In brief

  • Lindsay Lohan minted and sold her first non-fungible token.
  • The description for the digital collectible references Bitcoin and, perhaps, the Lightning Network.
  • Other celebrities have recently sold NFTs for charity.

It seems everybody these days wants to sell their own non-fungible token (NFT)—even if their Ethereum-based NFT keeps referencing Bitcoin instead.

Actress and musical artist Lindsay Lohan got in on the act today, minting her own token on Rarible, a marketplace for digital assets. It was bought by “Loopify” for 10 Wrapped ETH ($17,360), only to be sold an hour later to one “Mr Lohan” for 33 ETH ($57,290). “Mr Lohan” is now trying to flip the coin. Portions of additional resales will go back to the actress, who has said she’ll donate it to “charities that accept Bitcoin.”

Non-fungible tokens, or NFTs for short, are unique crypto assets used primarily as digital collectibles. Popularized by CryptoKitties, NFTs have gained popularity over the last year, with crypto ambassadors such as Dallas Mavericks owner Mark Cuban and Linkin Park guitarist Mike Shinoda minting their own tokens for charity.


About six hours after tweeting “bitcoin to the moon” with an icon of a rocket, Lohan tweeted out that “Bitcoin is the future” and encouraged her 8.4 million followers to click on a link to her first NFT—artwork of (presumably) Lohan with an earring featuring the word “LIGHTNING” under the shape of a lightning bolt.
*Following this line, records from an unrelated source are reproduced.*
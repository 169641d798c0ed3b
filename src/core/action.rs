//! Action instances - configured, runnable pipeline steps

use crate::core::{
    config::BootstrapConfig,
    context::{ActionSpec, PipelineContext},
    error::{PipelineError, Result},
    handler::Parameters,
    registry::HandlerRegistry,
};
use std::fmt;
use std::sync::Arc;
use tracing::{debug, warn};

/// Handle to one action of a pipeline
///
/// The action belongs to the context it was created in for its whole life.
#[derive(Clone)]
pub struct ActionInstance {
    context: PipelineContext,
    index: usize,
    spec: Arc<ActionSpec>,
}

impl ActionInstance {
    /// Create an action, joining `context` if given or starting a new
    /// pipeline with default configuration otherwise
    pub fn create(
        registry: &HandlerRegistry,
        action_name: &str,
        parameters: Parameters,
        context: Option<&PipelineContext>,
    ) -> Result<Self> {
        match context {
            Some(context) => Self::create_in(registry, action_name, parameters, context),
            None => Self::create_root(
                registry,
                action_name,
                parameters,
                Arc::new(BootstrapConfig::default()),
            ),
        }
    }

    /// Create the first action of a new pipeline sharing `config`
    pub fn create_root(
        registry: &HandlerRegistry,
        action_name: &str,
        parameters: Parameters,
        config: Arc<BootstrapConfig>,
    ) -> Result<Self> {
        // Resolve before creating anything so an unknown name leaves no trace.
        let handler = registry.instantiate(action_name)?;
        let context = PipelineContext::new(config);
        let (index, spec) = context.append(ActionSpec {
            action_name: action_name.to_string(),
            handler,
            parameters,
        })?;
        debug!("Created pipeline {} with root action {}", context.id(), action_name);
        Ok(Self { context, index, spec })
    }

    /// Create an action appended to an existing pipeline
    pub fn create_in(
        registry: &HandlerRegistry,
        action_name: &str,
        parameters: Parameters,
        context: &PipelineContext,
    ) -> Result<Self> {
        let handler = registry.instantiate(action_name)?;
        let (index, spec) = context.append(ActionSpec {
            action_name: action_name.to_string(),
            handler,
            parameters,
        })?;
        debug!("Appended action #{} {} to pipeline {}", index, action_name, context.id());
        Ok(Self {
            context: context.clone(),
            index,
            spec,
        })
    }

    pub(crate) fn from_parts(context: PipelineContext, index: usize, spec: Arc<ActionSpec>) -> Self {
        Self { context, index, spec }
    }

    /// The pipeline this action belongs to
    pub fn context(&self) -> &PipelineContext {
        &self.context
    }

    /// Position within the pipeline
    pub fn index(&self) -> usize {
        self.index
    }

    pub fn action_name(&self) -> &str {
        &self.spec.action_name
    }

    /// Parameters exactly as supplied at construction
    pub fn parameters(&self) -> &Parameters {
        &self.spec.parameters
    }

    pub fn completed(&self) -> bool {
        self.context.slot_flags(self.index).0
    }

    pub fn failed(&self) -> bool {
        self.context.slot_flags(self.index).1
    }

    /// Run the handler and record its result
    ///
    /// A handler error is returned as [`PipelineError::HandlerFault`] and
    /// leaves the action neither completed nor failed. An action that has
    /// already completed is not run again.
    pub(crate) async fn execute(&self) -> Result<bool> {
        let (completed, failed) = self.context.slot_flags(self.index);
        if completed {
            warn!(
                "Action #{} ({}) already completed, not running it again",
                self.index, self.spec.action_name
            );
            return Ok(!failed);
        }

        let config = Arc::clone(self.context.config());
        match self.spec.handler.execute(&self.spec.parameters, &config).await {
            Ok(success) => {
                self.context.record(self.index, success);
                Ok(success)
            }
            Err(e) => Err(PipelineError::HandlerFault {
                index: self.index,
                action_name: self.spec.action_name.clone(),
                source: e.into(),
            }),
        }
    }
}

impl fmt::Debug for ActionInstance {
    fn fmt(&self, f: &mut fmt::Formatter<'_>) -> fmt::Result {
        let (completed, failed) = self.context.slot_flags(self.index);
        f.debug_struct("ActionInstance")
            .field("pipeline", &self.context.id())
            .field("index", &self.index)
            .field("action_name", &self.action_name())
            .field("completed", &completed)
            .field("failed", &failed)
            .finish()
    }
}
The Rarible description reads: 

“I believe in a world which is financially decentralized and the power of dreams to be the core lightning network of humans. 
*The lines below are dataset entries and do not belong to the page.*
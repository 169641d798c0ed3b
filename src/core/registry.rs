//! Handler registry - maps action names to handler types

use crate::core::{
    error::{PipelineError, RegistryError},
    handler::{ActionHandler, HandlerType, BASE_ACTION},
    schema::{self, FieldCatalog, FieldSchema},
};
use indexmap::IndexMap;
use std::collections::{HashMap, HashSet};
use std::sync::Arc;
use tracing::debug;

/// Registration table of handler types
///
/// Types are kept in registration order. Every registry is rooted at the
/// abstract [`BASE_ACTION`] type; a type registered without a parent extends
/// it. Only concrete types are reachable by action name.
#[derive(Debug)]
pub struct HandlerRegistry {
    types: IndexMap<String, HandlerType>,
    by_action_name: HashMap<String, String>,
}

impl HandlerRegistry {
    /// A registry holding only the abstract root type
    pub fn new() -> Self {
        let mut types = IndexMap::new();
        types.insert(BASE_ACTION.to_string(), HandlerType::abstract_type(BASE_ACTION));
        Self {
            types,
            by_action_name: HashMap::new(),
        }
    }

    /// A registry with the built-in handler catalog registered
    pub fn with_builtin_handlers() -> Result<Self, RegistryError> {
        let mut registry = Self::new();
        for handler_type in crate::handlers::builtin_types() {
            registry.register(handler_type)?;
        }
        Ok(registry)
    }

    /// Register a handler type
    ///
    /// Parents must be registered first. The name index is updated here, so
    /// types registered later are immediately resolvable.
    pub fn register(&mut self, mut handler_type: HandlerType) -> Result<(), RegistryError> {
        handler_type.set_default_parent();
        let type_name = handler_type.type_name().to_string();

        if self.types.contains_key(&type_name) {
            return Err(RegistryError::DuplicateType(type_name));
        }

        for parent in handler_type.parents() {
            if !self.types.contains_key(parent) {
                return Err(RegistryError::UnknownParent {
                    type_name,
                    parent: parent.clone(),
                });
            }
        }

        if !handler_type.is_abstract() {
            if handler_type.factory().is_none() {
                return Err(RegistryError::MissingFactory(type_name));
            }
            let action_name = handler_type.action_name().to_string();
            if let Some(existing) = self.by_action_name.get(&action_name) {
                return Err(RegistryError::DuplicateActionName {
                    action_name,
                    existing: existing.clone(),
                });
            }
            self.by_action_name.insert(action_name, type_name.clone());
        }

        debug!(
            "Registered handler type {} (action name: {}, abstract: {})",
            type_name,
            handler_type.action_name(),
            handler_type.is_abstract()
        );
        self.types.insert(type_name, handler_type);
        Ok(())
    }

    /// Resolve an action name to its concrete handler type
    pub fn resolve(&self, action_name: &str) -> Result<&HandlerType, PipelineError> {
        self.by_action_name
            .get(action_name)
            .and_then(|type_name| self.types.get(type_name))
            .ok_or_else(|| PipelineError::UnresolvedActionType(action_name.to_string()))
    }

    /// Resolve an action name and build its handler
    pub fn instantiate(&self, action_name: &str) -> Result<Arc<dyn ActionHandler>, PipelineError> {
        self.resolve(action_name)?
            .instantiate()
            .ok_or_else(|| PipelineError::UnresolvedActionType(action_name.to_string()))
    }

    /// Look up a type by its type name, abstract types included
    pub fn get(&self, type_name: &str) -> Option<&HandlerType> {
        self.types.get(type_name)
    }

    /// Direct descendants of a type, in registration order
    pub fn children<'a>(&'a self, type_name: &'a str) -> impl Iterator<Item = &'a HandlerType> + 'a {
        self.types
            .values()
            .filter(move |t| t.parents().iter().any(|p| p == type_name))
    }

    /// Depth-first pre-order walk from the root, each type visited once
    pub fn walk(&self) -> Vec<&HandlerType> {
        let mut order = Vec::with_capacity(self.types.len());
        let mut visited = HashSet::new();
        let mut stack = vec![BASE_ACTION];

        while let Some(type_name) = stack.pop() {
            if !visited.insert(type_name) {
                continue;
            }
            let Some(handler_type) = self.types.get(type_name) else {
                continue;
            };
            order.push(handler_type);

            let children: Vec<&str> = self.children(type_name).map(|t| t.type_name()).collect();
            stack.extend(children.into_iter().rev());
        }

        order
    }

    /// Names of every resolvable (concrete) action, in hierarchy order
    pub fn action_names(&self) -> Vec<&str> {
        self.walk()
            .into_iter()
            .filter(|t| !t.is_abstract())
            .map(|t| t.action_name())
            .collect()
    }

    /// Number of registered types, the root included
    pub fn len(&self) -> usize {
        self.types.len()
    }

    pub fn is_empty(&self) -> bool {
        self.types.is_empty()
    }

    /// Merged field schema of one type
    pub fn fields_for(&self, type_name: &str) -> FieldSchema {
        schema::merged_fields(self, type_name, &mut HashMap::new())
    }

    /// Catalog of merged schemas for every concrete action
    pub fn field_catalog(&self) -> FieldCatalog {
        schema::field_catalog(self)
    }
}

impl Default for HandlerRegistry {
    fn default() -> Self {
        Self::new()
    }
}

#[cfg(test)]
mod tests {
    use super::*;
    use crate::core::{config::BootstrapConfig, handler::Parameters};
    use async_trait::async_trait;

    struct Dummy;

    #[async_trait]
    impl ActionHandler for Dummy {
        async fn execute(&self, _parameters: &Parameters, _config: &BootstrapConfig) -> anyhow::Result<bool> {
            Ok(true)
        }
    }

    fn sample_registry() -> HandlerRegistry {
        let mut registry = HandlerRegistry::new();
        registry.register(HandlerType::concrete("AssociateEip", || Dummy)).unwrap();
        registry.register(HandlerType::abstract_type("LogSyncBase")).unwrap();
        registry
            .register(HandlerType::concrete("LogSyncUp", || Dummy).extends("LogSyncBase"))
            .unwrap();
        registry
            .register(
                HandlerType::concrete("LogSyncDownHandler", || Dummy)
                    .extends("LogSyncBase")
                    .with_action_name("LogSyncDown"),
            )
            .unwrap();
        registry
    }

    #[test]
    fn test_every_concrete_type_resolves_to_itself() {
        let registry = sample_registry();
        for handler_type in registry.walk() {
            if handler_type.is_abstract() {
                continue;
            }
            let resolved = registry.resolve(handler_type.action_name()).unwrap();
            assert_eq!(resolved.type_name(), handler_type.type_name());
        }
    }

    #[test]
    fn test_declared_name_overrides_type_name() {
        let registry = sample_registry();
        assert_eq!(
            registry.resolve("LogSyncDown").unwrap().type_name(),
            "LogSyncDownHandler"
        );
        assert!(matches!(
            registry.resolve("LogSyncDownHandler"),
            Err(PipelineError::UnresolvedActionType(name)) if name == "LogSyncDownHandler"
        ));
    }

    #[test]
    fn test_unknown_name_fails() {
        let registry = sample_registry();
        assert!(matches!(
            registry.resolve("DoesNotExist"),
            Err(PipelineError::UnresolvedActionType(name)) if name == "DoesNotExist"
        ));
    }

    #[test]
    fn test_abstract_types_do_not_resolve() {
        let registry = sample_registry();
        assert!(registry.resolve(BASE_ACTION).is_err());
        assert!(registry.resolve("LogSyncBase").is_err());
        assert!(registry.get("LogSyncBase").is_some());
    }

    #[test]
    fn test_late_registration_is_resolvable() {
        let mut registry = sample_registry();
        assert!(registry.resolve("CronJob").is_err());

        registry.register(HandlerType::concrete("CronJob", || Dummy)).unwrap();
        assert_eq!(registry.resolve("CronJob").unwrap().type_name(), "CronJob");
    }

    #[test]
    fn test_registration_errors() {
        let mut registry = sample_registry();

        assert_eq!(
            registry.register(HandlerType::concrete("AssociateEip", || Dummy)),
            Err(RegistryError::DuplicateType("AssociateEip".to_string()))
        );
        assert_eq!(
            registry.register(HandlerType::concrete("Other", || Dummy).with_action_name("LogSyncUp")),
            Err(RegistryError::DuplicateActionName {
                action_name: "LogSyncUp".to_string(),
                existing: "LogSyncUp".to_string(),
            })
        );
        assert_eq!(
            registry.register(HandlerType::concrete("Orphan", || Dummy).extends("Missing")),
            Err(RegistryError::UnknownParent {
                type_name: "Orphan".to_string(),
                parent: "Missing".to_string(),
            })
        );
    }

    #[test]
    fn test_walk_is_depth_first_in_registration_order() {
        let registry = sample_registry();
        let order: Vec<&str> = registry.walk().iter().map(|t| t.type_name()).collect();
        assert_eq!(
            order,
            vec![BASE_ACTION, "AssociateEip", "LogSyncBase", "LogSyncUp", "LogSyncDownHandler"]
        );
        assert_eq!(
            registry.action_names(),
            vec!["AssociateEip", "LogSyncUp", "LogSyncDown"]
        );
    }

    #[test]
    fn test_builtin_handlers_registered() {
        let registry = HandlerRegistry::with_builtin_handlers().unwrap();
        for name in ["Noop", "CustomScript", "SetConfig", "SystemdServiceConf", "CronJob"] {
            assert!(registry.resolve(name).is_ok(), "{name} should resolve");
        }
    }
}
“Here is my first Digital Collectible from which I shall donate to charities that accept Bitcoin to empower younger generations in order for them to adapt and learn about this revolution that humanity is witnessing.”


Some crypto-using social media followers commented that Rarible—and NFTs—leverage the Ethereum blockchain, not Bitcoin or the Lightning Network. Ethereum is optimized for smart contracts that make NFTs possible, whereas Bitcoin was built to be, first and foremost, a digital currency. Lightning Network, which Lohan may or may not have been referencing, is a network built atop Bitcoin that uses smart contracts to make it easier and faster to send BTC.

The price of Bitcoin has risen by 20% in the last week, fueled by Tesla’s purchase of $1.5 million in BTC. Even before that, Bitcoin was on a historic bull run, increasing in price from just above $4,000 in March 2020 to $44,000 today. Ethereum has been just as impressive, leaning on decentralized finance (DeFi) applications and, to a lesser extent, NFTs, to increase in price by 561% over the last year. 

Despite the explanatory comments on Twitter, Lohan might know all about the differences between Bitcoin and Ethereum already. If not, the confusion is a reminder that, as the price goes up and cryptocurrency becomes more mainstream, not everyone has been inhaling all things crypto for the last 10 years.

But the recent adopters are just in time to make digital collectibles for those who have been waiting.